RMS Lusitania. Killing 1,195 men, woman and children. (120 Americans died on the ship including One Bonesman … who didn’t get the message in time)

The lower decks of the RMS Lusitania had been removed, the hull filled with shells manufactured by JPMorgan for WW1 and destined for UK. The existance of the shells were denied after the sinking of the Lusitana (as this legitamised the ship as a target) . The wreck of the Lusitania has subsequently been found with shells / arnaments on board. JPMorgan and Partners had become increasingly concerned that the UK Government (who had borrowed money from them) would lose the war and therefore wanted the United States to join the war to protect their investment and further profits. They knowingly sold passengers seats on vessel carrying araments and despite German warnings.

22 Apr 1915 - Imperial German Embassy advert in U.S. Newspaper … NOTICE! TRAVELLERS intending to embark on the Atlantic voyage are reminded that a state of war exists between Germany and her allies and Great Britian and her allies; that the zone of war includes the waters adjacent to the British Isles; that, in acoordance with formal notice given by the Imperial German Government, vessels flying the flag of Great Britain, or any of her allies, are liable to destruction in those waters and that travellers sailing in the war zone on ships of Great Britain or her allies do so at their own risk.

26 Apr 1915 - Captain Guy Gaunt called Ritter Von Rettegh to his office and asked what the effect would be of sea water coming into contact with guncotton. The chemist explained there were two types of gun cotton - trinitro cellulose, which sea water would not affect, and pyroxyline, which sea water could cause to suddenly explode, as a result of chemical changes.[7,13] (Signed affidavit by Dr.
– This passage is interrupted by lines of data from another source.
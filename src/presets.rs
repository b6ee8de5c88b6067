//! Typical launch windows for common clubs.
//!
//! Useful for demos and for exercising the simulator without a launch
//! monitor attached: `sample` draws a plausible shot uniformly from the
//! window a tour-level player produces with that club.

use std::ops::RangeInclusive;

use rand::Rng;
use serde::{Deserialize, Serialize};

use crate::simulator::LaunchParameters;

#[derive(Debug, Clone, Copy, PartialEq, Eq, Hash, Serialize, Deserialize)]
pub enum ShotPreset {
    Driver,
    SevenIron,
    Wedge,
}

/// Launch window for one club
#[derive(Debug, Clone, PartialEq)]
pub struct LaunchWindow {
    pub ball_speed_mph: RangeInclusive<f64>,
    pub launch_angle_deg: RangeInclusive<f64>,
    pub azimuth_deg: RangeInclusive<f64>,
    pub backspin_rpm: RangeInclusive<f64>,
    pub sidespin_rpm: RangeInclusive<f64>,
}

fn midpoint(range: &RangeInclusive<f64>) -> f64 {
    0.5 * (range.start() + range.end())
}

impl ShotPreset {
    pub const ALL: [ShotPreset; 3] = [ShotPreset::Driver, ShotPreset::SevenIron, ShotPreset::Wedge];

    pub fn window(&self) -> LaunchWindow {
        match self {
            ShotPreset::Driver => LaunchWindow {
                ball_speed_mph: 155.0..=175.0,
                launch_angle_deg: 9.0..=13.0,
                azimuth_deg: -3.0..=3.0,
                backspin_rpm: 2000.0..=2800.0,
                sidespin_rpm: -500.0..=500.0,
            },
            ShotPreset::SevenIron => LaunchWindow {
                ball_speed_mph: 115.0..=130.0,
                launch_angle_deg: 15.0..=19.0,
                azimuth_deg: -2.0..=2.0,
                backspin_rpm: 5800.0..=7800.0,
                sidespin_rpm: -400.0..=400.0,
            },
            ShotPreset::Wedge => LaunchWindow {
                ball_speed_mph: 85.0..=105.0,
                launch_angle_deg: 28.0..=38.0,
                azimuth_deg: -2.0..=2.0,
                backspin_rpm: 7800.0..=10_800.0,
                sidespin_rpm: -300.0..=300.0,
            },
        }
    }

    /// Centre of the launch window, hit straight
    pub fn nominal(&self) -> LaunchParameters {
        let w = self.window();
        LaunchParameters::new(
            midpoint(&w.ball_speed_mph),
            midpoint(&w.launch_angle_deg),
            0.0,
            midpoint(&w.backspin_rpm),
            0.0,
        )
    }

    /// Uniform draw from the launch window
    pub fn sample<R: Rng>(&self, rng: &mut R) -> LaunchParameters {
        let w = self.window();
        LaunchParameters::new(
            rng.gen_range(w.ball_speed_mph),
            rng.gen_range(w.launch_angle_deg),
            rng.gen_range(w.azimuth_deg),
            rng.gen_range(w.backspin_rpm),
            rng.gen_range(w.sidespin_rpm),
        )
    }

    pub fn name(&self) -> &'static str {
        match self {
            ShotPreset::Driver => "driver",
            ShotPreset::SevenIron => "7-iron",
            ShotPreset::Wedge => "wedge",
        }
    }
}

impl std::fmt::Display for ShotPreset {
    fn fmt(&self, f: &mut std::fmt::Formatter<'_>) -> std::fmt::Result {
        f.write_str(self.name())
    }
}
E. W. Ritter von Rettegh a chemist employed by Captain Guy Gaunt, the British Naval Attache in Washington)

27 Apr 1915 - Gaunt visited the Du Pont (13 bloodlines) munitons plant and shipped tons of pyroxyline to NYC where it was loaded onto the Lusitania. Ships manifest 3,813 40-pound contains of “cheese”, which were shipped along with 696 containers of “butter”. That these packages were not butter and cheese that is clear: Not shipped in refrigerated packages; their destination was listed as the Royal Navy’s Weapon Testing Establishment; and no one filed an insurance claim for the lost “butter and cheese”.[4,14]
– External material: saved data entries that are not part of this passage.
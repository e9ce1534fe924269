//! Module for building the per-server load report.
//!
//! One cluster-status query enumerates the live servers, then one load
//! sub-query per live server fetches that server's aggregate counters
//! and the counters of every region it hosts. This is an N+1 query
//! pattern, acceptable for a low frequency administrative report.
//!
//! The sub-queries fan out over a rayon thread pool and the results
//! are collected back into the live server order of the initial query:
//! exactly one [ServerLoadSnapshot] per live server, no duplicates, no
//! omissions. If any sub-query fails, the whole operation fails with
//! [crate::errors::AdminError::PartialLoadQuery] naming every failing
//! server; a partial sequence is never returned as if it were complete.
//!
//! Called from:
//! - [crate] main -> [AllServersLoad::get] (`--servers-load`)
mod structs;
mod functions;

pub use structs::*;
pub use functions::*;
2 May 1915 - five days before the Lusitania was sunk – Hines Page (US Ambassador to UK who recieved a private annual stipend of \(25k (>\)500k 2018) from munitions magnate Cleveland Dodge so that he could live in “proper ambassadorial style” ) wrote to his son: “If a British liner full of American passengers be blown up, what will Uncle Sam do? That’s what’s going to happen.”[4,8]

5 May – two days before the tragedy – Winston Churchill (Freemason) met with Admiral Fisher (Freemason. First Sea Lord), Admiral Oliver (Chief of Naval Staff), and Commander Joseph Kenworthy (Naval Intelligence), in the Admiralty’s map room. Here a great grid showed locations of British ships and hostile ships, marked with pins. The map showed the Lusitania and U-20 on a collision course. What was said is unrecorded, but Kenworthy wrote in his postwar book The Freedom of the Seas: “The Lusitania was deliberately sent at considerably reduced speed into an area where a U-boat was known to be waiting and with her escorts withdrawn.” However, the publisher deleted the word “deliberately” at the Admiralty’s insistence.[4,16]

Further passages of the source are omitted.